TASK OBJECTIVE
Locate the word "bool" in the data below, then copy every line that holds it.

TASK DATA
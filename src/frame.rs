// Copyright 2025 RisingWave Labs
//
// Licensed under the Apache License, Version 2.0 (the "License");
// you may not use this file except in compliance with the License.
// You may obtain a copy of the License at
//
//     http://www.apache.org/licenses/LICENSE-2.0
//
// Unless required by applicable law or agreed to in writing, software
// distributed under the License is distributed on an "AS IS" BASIS,
// WITHOUT WARRANTIES OR CONDITIONS OF ANY KIND, either express or implied.
// See the License for the specific language governing permissions and
// limitations under the License.

type Name = flexstr::SharedStr;

/// A cheaply cloneable stack frame identity, a `(class, method)` pair.
///
/// Frames compare and hash by content on both fields. They discriminate
/// children during sample insertion and name the inferred spans.
#[derive(Debug, Clone, Default, PartialEq, Eq, Hash, PartialOrd, Ord)]
pub struct Frame {
    class: Name,
    method: Name,
}

impl Frame {
    /// Create a frame from its class and method names.
    pub fn new(class: impl AsRef<str>, method: impl AsRef<str>) -> Self {
        Self {
            class: Name::from_ref(class),
            method: Name::from_ref(method),
        }
    }

    /// The class (or module) component.
    pub fn class_name(&self) -> &str {
        self.class.as_str()
    }

    /// The method component.
    pub fn method_name(&self) -> &str {
        self.method.as_str()
    }
}

/// Renders `Class#method`, or the bare method when the class is empty.
/// This is the conventional inferred span name.
impl std::fmt::Display for Frame {
    fn fmt(&self, f: &mut std::fmt::Formatter<'_>) -> std::fmt::Result {
        if self.class.is_empty() {
            write!(f, "{}", self.method)
        } else {
            write!(f, "{}#{}", self.class, self.method)
        }
    }
}

#[cfg(test)]
mod tests {
    use super::*;

    #[test]
    fn test_equality_by_content() {
        assert_eq!(Frame::new("Foo", "bar"), Frame::new("Foo", "bar"));
        assert_ne!(Frame::new("Foo", "bar"), Frame::new("Foo", "baz"));
        assert_ne!(Frame::new("Foo", "bar"), Frame::new("Fop", "bar"));
    }

    #[test]
    fn test_span_name() {
        assert_eq!(Frame::new("Foo", "bar").to_string(), "Foo#bar");
        assert_eq!(Frame::new("", "main").to_string(), "main");
    }
}
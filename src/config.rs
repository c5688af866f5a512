// Copyright 2025 RisingWave Labs
//
// Licensed under the Apache License, Version 2.0 (the "License");
// you may not use this file except in compliance with the License.
// You may obtain a copy of the License at
//
//     http://www.apache.org/licenses/LICENSE-2.0
//
// Unless required by applicable law or agreed to in writing, software
// distributed under the License is distributed on an "AS IS" BASIS,
// WITHOUT WARRANTIES OR CONDITIONS OF ANY KIND, either express or implied.
// See the License for the specific language governing permissions and
// limitations under the License.

use std::time::Duration;

use derive_builder::Builder;

use crate::clock::Nanos;

/// Configuration for span inference, which affects the behavior of all roots
/// constructed with it.
#[derive(Debug, Clone, Builder)]
#[builder(default)]
pub struct Config {
    /// Inferred spans with an observed lifetime shorter than this are dropped
    /// during spanification.
    min_duration: Duration,

    /// Number of call tree nodes the pool keeps ready for reuse. Acquiring
    /// beyond it falls back to direct allocation.
    pool_capacity: usize,

    /// Whether the external sampling scheduler should start profiling
    /// sessions on its own. Not consumed by the engine itself.
    start_scheduled_profiling: bool,
}

impl Default for Config {
    fn default() -> Self {
        Self {
            min_duration: Duration::ZERO,
            pool_capacity: 512,
            start_scheduled_profiling: true,
        }
    }
}

impl Config {
    /// The minimum observed lifetime of an emitted inferred span.
    pub fn min_duration(&self) -> Duration {
        self.min_duration
    }

    pub(crate) fn min_nanos(&self) -> Nanos {
        self.min_duration.as_nanos() as Nanos
    }

    /// The number of pooled call tree nodes.
    pub fn pool_capacity(&self) -> usize {
        self.pool_capacity
    }

    /// Whether the external scheduler is active.
    pub fn start_scheduled_profiling(&self) -> bool {
        self.start_scheduled_profiling
    }
}
// Copyright 2025 RisingWave Labs
//
// Licensed under the Apache License, Version 2.0 (the "License");
// you may not use this file except in compliance with the License.
// You may obtain a copy of the License at
//
//     http://www.apache.org/licenses/LICENSE-2.0
//
// Unless required by applicable law or agreed to in writing, software
// distributed under the License is distributed on an "AS IS" BASIS,
// WITHOUT WARRANTIES OR CONDITIONS OF ANY KIND, either express or implied.
// See the License for the specific language governing permissions and
// limitations under the License.

use std::sync::atomic::{AtomicU64, Ordering};

/// Monotonic timestamps in nanoseconds.
pub type Nanos = u64;

/// Port to the time source.
pub trait Clock {
    /// The current monotonic time.
    fn now(&self) -> Nanos;
}

/// The default monotonic wall clock.
#[derive(Debug, Clone)]
pub struct SystemClock(quanta::Clock);

impl SystemClock {
    /// Create a calibrated system clock.
    pub fn new() -> Self {
        Self(quanta::Clock::new())
    }
}

impl Default for SystemClock {
    fn default() -> Self {
        Self::new()
    }
}

impl From<quanta::Clock> for SystemClock {
    fn from(clock: quanta::Clock) -> Self {
        Self(clock)
    }
}

impl Clock for SystemClock {
    fn now(&self) -> Nanos {
        let raw = self.0.raw();
        self.0.delta(0, raw).as_nanos() as Nanos
    }
}

/// A clock that only moves when explicitly told to, for deterministic tests.
#[derive(Debug, Default)]
pub struct ManualClock(AtomicU64);

impl ManualClock {
    /// Create a manual clock starting at `now`.
    pub fn new(now: Nanos) -> Self {
        Self(AtomicU64::new(now))
    }

    /// Set the current time.
    pub fn set(&self, now: Nanos) {
        self.0.store(now, Ordering::Relaxed);
    }
}

impl Clock for ManualClock {
    fn now(&self) -> Nanos {
        self.0.load(Ordering::Relaxed)
    }
}
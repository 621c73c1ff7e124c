use iced::{
    Alignment, Element, Length,
    widget::{button, column, container, row, scrollable, space, text},
};

use super::{notice_banner, page, page_header};
use crate::{
    app::message::{IntegrationsMessage, Message},
    core::catalog::{self, INTEGRATIONS, Integration},
    styles::{self, font_size, spacing},
};

#[derive(Debug, Default)]
pub struct IntegrationsState {
    pub notice: Option<String>,
}

impl IntegrationsState {
    pub fn connect(&mut self, id: &str) {
        let Some(integration) = catalog::find_integration(id) else {
            log::warn!("Unknown integration: {id}");
            return;
        };
        if let Some(pending) = catalog::request_connect(integration) {
            self.notice = Some(pending.message);
        }
    }

    pub fn dismiss_notice(&mut self) {
        self.notice = None;
    }
}

fn integration_card(integration: &'static Integration) -> Element<'static, Message> {
    let action = if integration.available {
        button(text("Connect").size(font_size::SMALL).center())
            .padding([spacing::SM, spacing::XL])
            .style(button::primary)
            .on_press(Message::Integrations(IntegrationsMessage::Connect(
                integration.id,
            )))
    } else {
        button(text("Coming Soon").size(font_size::SMALL).center())
            .padding([spacing::SM, spacing::XL])
            .style(styles::outlined_button)
    };

    let header = row![
        container(text(integration.icon).size(font_size::TITLE))
            .padding(spacing::MD)
            .style(styles::icon_tile),
        column![
            text(integration.name).size(font_size::HEADING),
            text(integration.description)
                .size(font_size::SMALL)
                .style(styles::muted_text),
        ]
        .spacing(spacing::XXS)
        .width(Length::Fill),
    ]
    .spacing(spacing::LG)
    .align_y(Alignment::Center);

    let card = container(
        row![header, space().width(spacing::LG), action].align_y(Alignment::Center),
    )
    .padding(spacing::XXL)
    .width(Length::Fill);

    if integration.available {
        card.style(styles::card).into()
    } else {
        card.style(styles::dimmed_card).into()
    }
}

pub fn view(state: &IntegrationsState) -> Element<'_, Message> {
    let mut content = column![page_header(
        "Integrations \u{1f50c}".to_string(),
        "Connect Save Kontact to the tools you already use",
    )]
    .spacing(spacing::XXL);

    if let Some(notice) = &state.notice {
        content = content.push(notice_banner(
            notice,
            Message::Integrations(IntegrationsMessage::DismissNotice),
        ));
    }

    let cards: Vec<Element<'_, Message>> = INTEGRATIONS.iter().map(integration_card).collect();
    content = content.push(column(cards).spacing(spacing::LG));

    page(scrollable(content))
}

RESPONSE AREA
    start_scheduled_profiling: bool,
    pub fn start_scheduled_profiling(&self) -> bool {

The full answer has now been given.